Laboratory investigations

  • Full blood count, urea, electrolytes and liver function tests, glucose, triglycerides, and cholesterol.
  • Serological tests: hepatitis A, hepatitis B (surface antigen and core antibody), hepatitis C, cytomegalovirus (CMV) IgG, toxoplasma, varicella zoster virus (VZV) IgG and syphilis.
  • Viral load (VL): informs on likely rate of disease progression and monitors response to therapy.
    • Undetectable VL indicates level <25/50copies/mL (depending upon test used).
    • <5000copies/mL generally suggests low rate of progression in the coming 5 years.
    • >55,000copies/mL are associated with ↑ rate of progression
  • CD4 count: usually measured as part of lymphocyte subsets.
    • Main indicator of risk of opportunistic infection and possible need for prophylactic treatment in the asymptomatic patient.
    • Individual results may be influenced by other factors, e.g. intercurrent infections.
    • Repeat if unexpectedly low or high count.
    • Trend is more useful than single readings.
  • Plasma samples for viral resistance testing.

  • Estimate stage of HIV infection from initial assessment and baseline investigations.
  • Assess disease progression: HIV-related infections and malignancies, response to therapy and signs of drug toxicity.
  • Monitor VL and CD4 count at regular intervals, frequency depends on the patient's clinical status.
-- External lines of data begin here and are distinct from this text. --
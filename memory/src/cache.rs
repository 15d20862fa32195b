use async_trait::async_trait;
use chrono::{DateTime, Utc};
use service_spine_core::repository::{CacheEntry, CacheMetrics, CacheStore, RepositoryError};
use std::collections::HashMap;
use std::sync::Arc;
use tokio::sync::Mutex;

#[derive(Debug, Default)]
struct CacheState {
    entries: HashMap<String, CacheEntry>,
    hits: u64,
    misses: u64,
    evictions: u64,
    memory_used_bytes: u64,
}

impl CacheState {
    fn refresh_memory(&mut self) {
        self.memory_used_bytes = self.entries.values().map(CacheEntry::size_bytes).sum();
    }
}

/// TTL cache with lazy eviction on read.
#[derive(Debug, Clone, Default)]
pub struct InMemoryCache {
    state: Arc<Mutex<CacheState>>,
}

impl InMemoryCache {
    /// Create an empty cache.
    #[must_use]
    pub fn new() -> Self {
        Self::default()
    }
}

#[async_trait]
impl CacheStore for InMemoryCache {
    async fn put(&self, entry: CacheEntry) -> Result<(), RepositoryError> {
        let mut state = self.state.lock().await;
        state.entries.insert(entry.key.clone(), entry);
        state.refresh_memory();
        Ok(())
    }

    async fn get(&self, key: &str, now: DateTime<Utc>) -> Result<Option<CacheEntry>, RepositoryError> {
        let mut state = self.state.lock().await;
        match state.entries.get(key) {
            Some(entry) if !entry.is_expired(now) => {
                let entry = entry.clone();
                state.hits += 1;
                Ok(Some(entry))
            }
            Some(_) => {
                state.entries.remove(key);
                state.evictions += 1;
                state.misses += 1;
                state.refresh_memory();
                Ok(None)
            }
            None => {
                state.misses += 1;
                Ok(None)
            }
        }
    }

    async fn delete(&self, key: &str) -> Result<bool, RepositoryError> {
        let mut state = self.state.lock().await;
        let removed = state.entries.remove(key).is_some();
        if removed {
            state.refresh_memory();
        }
        Ok(removed)
    }

    async fn invalidate(&self, keys: &[String]) -> Result<u64, RepositoryError> {
        let mut state = self.state.lock().await;
        let mut removed = 0;
        for key in keys {
            if state.entries.remove(key).is_some() {
                removed += 1;
            }
        }
        if removed > 0 {
            state.refresh_memory();
        }
        Ok(removed)
    }

    async fn memory_used_bytes(&self) -> Result<u64, RepositoryError> {
        Ok(self.state.lock().await.memory_used_bytes)
    }

    async fn metrics(&self) -> Result<CacheMetrics, RepositoryError> {
        let state = self.state.lock().await;
        Ok(CacheMetrics {
            hits: state.hits,
            misses: state.misses,
            evictions: state.evictions,
            memory_used_bytes: state.memory_used_bytes,
            entries: state.entries.len() as u64,
        })
    }
}

#[cfg(test)]
#[allow(clippy::unwrap_used, clippy::expect_used)]
mod tests {
    use super::*;
    use chrono::Duration;
    use proptest::prelude::*;

    fn epoch() -> DateTime<Utc> {
        DateTime::<Utc>::UNIX_EPOCH
    }

    fn entry(key: &str, value: &[u8], ttl_seconds: i64) -> CacheEntry {
        CacheEntry {
            key: key.into(),
            value: value.to_vec(),
            stored_at: epoch(),
            expires_at: epoch() + Duration::seconds(ttl_seconds),
        }
    }

    #[tokio::test]
    async fn test_get_counts_hits_and_misses() {
        let cache = InMemoryCache::new();
        cache.put(entry("a", b"1", 60)).await.unwrap();

        assert!(cache.get("a", epoch()).await.unwrap().is_some());
        assert!(cache.get("b", epoch()).await.unwrap().is_none());

        let metrics = cache.metrics().await.unwrap();
        assert_eq!((metrics.hits, metrics.misses, metrics.evictions), (1, 1, 0));
    }

    #[tokio::test]
    async fn test_expired_entry_is_evicted_on_read() {
        let cache = InMemoryCache::new();
        cache.put(entry("a", b"1", 60)).await.unwrap();

        let later = epoch() + Duration::seconds(61);
        assert!(cache.get("a", later).await.unwrap().is_none());

        let metrics = cache.metrics().await.unwrap();
        assert_eq!(metrics.evictions, 1);
        assert_eq!(metrics.entries, 0);
        assert_eq!(metrics.memory_used_bytes, 0);
    }

    #[tokio::test]
    async fn test_delete_absent_is_noop() {
        let cache = InMemoryCache::new();
        assert!(!cache.delete("missing").await.unwrap());
        cache.put(entry("a", b"1", 60)).await.unwrap();
        assert!(cache.delete("a").await.unwrap());
    }

    #[tokio::test]
    async fn test_invalidate_counts_only_present_keys() {
        let cache = InMemoryCache::new();
        cache.put(entry("a", b"1", 60)).await.unwrap();
        cache.put(entry("b", b"2", 60)).await.unwrap();

        let removed = cache
            .invalidate(&["a".into(), "zzz".into(), "b".into(), "a".into()])
            .await
            .unwrap();
        assert_eq!(removed, 2);
    }

    #[tokio::test]
    async fn test_memory_is_key_plus_value() {
        let cache = InMemoryCache::new();
        cache.put(entry("key", b"value", 60)).await.unwrap();
        assert_eq!(cache.memory_used_bytes().await.unwrap(), 8);

        cache.put(entry("key", b"v", 60)).await.unwrap();
        assert_eq!(cache.memory_used_bytes().await.unwrap(), 4);
    }

    proptest! {
        #[test]
        fn prop_entry_is_gone_after_ttl(ttl in 1i64..100_000, epsilon in 0i64..1_000) {
            let runtime = tokio::runtime::Builder::new_current_thread().build().unwrap();
            runtime.block_on(async {
                let cache = InMemoryCache::new();
                cache.put(entry("k", b"v", ttl)).await.unwrap();
                let read_at = epoch() + Duration::seconds(ttl + epsilon);
                assert!(cache.get("k", read_at).await.unwrap().is_none());
            });
        }
    }
}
Asymptomatic patients with stable disease may have their VL and CD4 count measured every 3 to 6 months but shorter intervals may be necessary for those with more advanced disease.
    Drug prophylaxis

    • Pneumocystis jiroveci (carinii) pneumonia (PCP): when CD4 count <200cells/µL, first choice is trimethoprim/sulfamethoxazole (co-trimoxazole) orally 960mg 3 times a week. If allergic consider desensitization (see Table 38.1). Alternatives are: dapsone 50 to 100mg daily, dapsone 50mg plus pyrimethamine 50mg 3 times a week, atovaquone 750mg 3 times a week or nebulized pentamidine 300mg once a month.
      Azithromycin 500mg 3 times a week may be effective as primary prophylaxis.
    • Tuberculosis (TB): prior BCG vaccination provides unreliable protection. A negative tuberculin test may be due to anergy and does not exclude TB. Chemoprophylaxis is recommended for close contacts of smear positive pulmonary TB. 6 months of isoniazid 300mg daily or 3 months of isoniazid 300mg daily plus rifampicin 600mg daily are effective.

    • Toxoplasmosis: if CD4 count <100cells/µL and toxoplasma IgG positive. Co-trimoxazole and maloprim (as for PCP prophylaxis).

    • VZV: varicella zoster immunoglobulin (5 vials IM) if seronegative for VZV antibodies within 72 hrs of significant exposure.

    • Mycobacterium avium complex prophylaxis may be considered with CD4 counts less than 50 cells/µL.
    Vaccination

    Inactivated rather than live vaccines should be used (e.g. polio). If travelling abroad additional vaccination may be required. Those immuno- deficient may not mount a good response to vaccination. Vaccination can be delayed until immune reconstitution ensues although unnecessary delay should be avoided if there is a specific infection risk.

    • Pneumovax: can be given to all patients.
    •  Hepatitis A: if immunonegative.
    • Hepatitis B: if immunonegative.
    • Influenza vaccination: controversial, but safer if given to those whose HIV infection is suppressed by antiviral therapy.